Leadership risk doesn’t come from what’s unknown. It comes from what goes unverified. EHR oversight deserves more than a line item on a compliance checklist. It calls for sustained executive attention and organizational ownership. The reputational stakes are simply too high to leave it to chance.

Security in behavioral health isn’t about fear. It’s about trust, and trust depends on the discipline of verification.

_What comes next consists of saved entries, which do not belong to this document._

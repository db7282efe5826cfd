//! Error type shared by the key, marshal, and cipher layers.

use thiserror::Error;

use crate::key::KEY_LEN;

/// Every failure the credentials core can report.
///
/// Variants carry enough context to say which field or byte was wrong, and
/// never any key, plaintext or ciphertext material.
#[derive(Debug, Error, Clone, PartialEq, Eq)]
pub enum Error {
    /// The master key did not decode to [`KEY_LEN`] bytes.
    #[error("invalid master key length: expected {KEY_LEN} bytes, got {0}")]
    InvalidKeyLength(usize),

    /// The master key is not a hexadecimal string.
    #[error("master key is not valid hex")]
    InvalidKeyEncoding,

    /// The secure random source could not supply entropy.
    #[error("secure random source unavailable: {0}")]
    RandomnessUnavailable(String),

    /// The encrypted artifact is not `<ciphertext>--<nonce>--<tag>` with valid base64.
    #[error("malformed encrypted artifact: {0}")]
    MalformedArtifact(String),

    /// AES-GCM verification failed: wrong key, wrong nonce, or tampered data.
    #[error("authentication failed")]
    AuthenticationFailed,

    /// The marshal header did not start with version `04 08`.
    #[error("unsupported marshal format version {0:02x}{1:02x}")]
    UnsupportedFormatVersion(u8, u8),

    /// The marshalled object is not a string.
    #[error("unsupported marshal object type {0:#04x}")]
    UnsupportedObjectType(u8),

    /// The length marker is reserved for zero or negative integers.
    #[error("unsupported marshal length encoding {0:#04x}")]
    UnsupportedLengthEncoding(u8),

    /// The payload ends before the declared length.
    #[error("truncated marshal payload: requires {required} bytes, has {available}")]
    TruncatedPayload { required: usize, available: usize },

    /// The marshalled string body is not valid UTF-8.
    #[error("marshal string is not valid UTF-8 at byte {valid_up_to}")]
    InvalidStringEncoding { valid_up_to: usize },

    /// The string is longer than a 4-byte marshal length can express.
    #[error("payload of {0} bytes exceeds the marshal string limit")]
    PayloadTooLarge(usize),
}
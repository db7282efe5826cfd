//! Axum router construction.

use std::time::Duration;

use axum::{
    routing::{get, post},
    Router,
};

use super::{handlers, middleware, state::AppState};

/// Build the application [`Router`] with all routes and middleware attached.
pub fn build(state: AppState, request_timeout: Duration) -> Router {
    let routes = Router::new()
        .route("/master-key", post(handlers::create_master_key))
        .route("/credentials/file", post(handlers::read_file))
        .route("/credentials/inline", post(handlers::read_inline))
        .route("/health", get(handlers::health))
        .fallback(handlers::not_found);

    middleware::apply(routes, request_timeout).with_state(state)
}
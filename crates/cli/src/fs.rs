//! Atomic file replacement.

use std::fs;
use std::io::Write;
use std::path::Path;

use anyhow::{Context, Result};
use tempfile::NamedTempFile;

/// Permissions for `master.key`.
pub const KEY_FILE_MODE: u32 = 0o600;

/// Permissions for `credentials.yml.enc`.
pub const CREDENTIALS_FILE_MODE: u32 = 0o644;

/// Replace `path` with `content` so readers see either the old or the new
/// file, never a partial write.
///
/// Parent directories are created as needed. `mode` is applied on Unix.
pub fn atomic_write(path: &Path, content: &[u8], mode: u32) -> Result<()> {
    let dir = match path.parent() {
        Some(p) if !p.as_os_str().is_empty() => p,
        _ => Path::new("."),
    };
    fs::create_dir_all(dir)
        .with_context(|| format!("unable to create directory {}", dir.display()))?;

    let mut tmp = NamedTempFile::new_in(dir)
        .with_context(|| format!("unable to create temporary file in {}", dir.display()))?;
    tmp.write_all(content)
        .context("unable to write temporary file")?;
    tmp.as_file()
        .sync_all()
        .context("unable to flush temporary file")?;

    #[cfg(unix)]
    {
        use std::os::unix::fs::PermissionsExt;
        tmp.as_file()
            .set_permissions(fs::Permissions::from_mode(mode))
            .context("unable to set file permissions")?;
    }
    #[cfg(not(unix))]
    let _ = mode;

    tmp.persist(path)
        .map_err(|e| e.error)
        .with_context(|| format!("unable to overwrite {}", path.display()))?;
    Ok(())
}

Sometimes an outside voice can help your organization hear what you’ve been trying to say. We understand the operational realities of behavioral health and the gap between noticing problems and getting them addressed. Schedule a conversation with Xpio Health.


References

  1. Ali, M., et al. Analyzing the Implications of Healthcare Data Breaches through Computational Technique. ResearchGate. 2022.
  2. Hussain, M., G. B. Gillani, & S. Hussain. Human Factors in Electronic Health Records Cybersecurity Breach: An Exploratory Analysis. U.S. National Institutes of Health (NIH) / National Library of Medicine (PMC). 2022.
  3. Raji, A., P. N. A. Oteniya, & D. C. F. F. Nweke. Securing electronic health records against insider-threats: A supervised machine learning approach. LJMU Research Online (Liverpool John Moores University). 2022.
  4. IBM Security & Ponemon Institute. Cost of a Data Breach Report 2025. IBM. 2025.
  5. Jiang, J., et al. MSU study: Ransomware drives US health data breaches. EurekAlert! (AAAS). 2025.
  6. Al-Abri, M., R. N. P. A. N. A. N. Barriers to Incident Reporting among Nurses: A Qualitative Systematic Review. PubMed. 2021.
  7. Moore, S., & E. McAuliffe. To report or not to report? Why some nurses are reluctant to whistleblow. ResearchGate. 2014.
  8. U.S. Senate Committee on Finance. Hearing: Hacking America’s Health Care: Assessing the Change Healthcare Cyber Attack and What’s Next. U.S. Senate. 2024.
  9. House Committee on Energy and Commerce. What We Learned: Change Healthcare Cyber Attack. U.S. House of Representatives. 2024.
  10. U.S. National Academies of Sciences, Engineering, and Medicine. Privacy and Security Concerns Regarding Electronic Health Information. National Center for Biotechnology Information (NCBI). 2000.
  11. U.S. Department of Health & Human Services (HHS). Summary of the HIPAA Security Rule. HHS.gov.
  12. U.S. Department of Health & Human Services (HHS) Office for Civil Rights. Technical Safeguards – HIPAA Security Series #4. HHS.gov. 2003.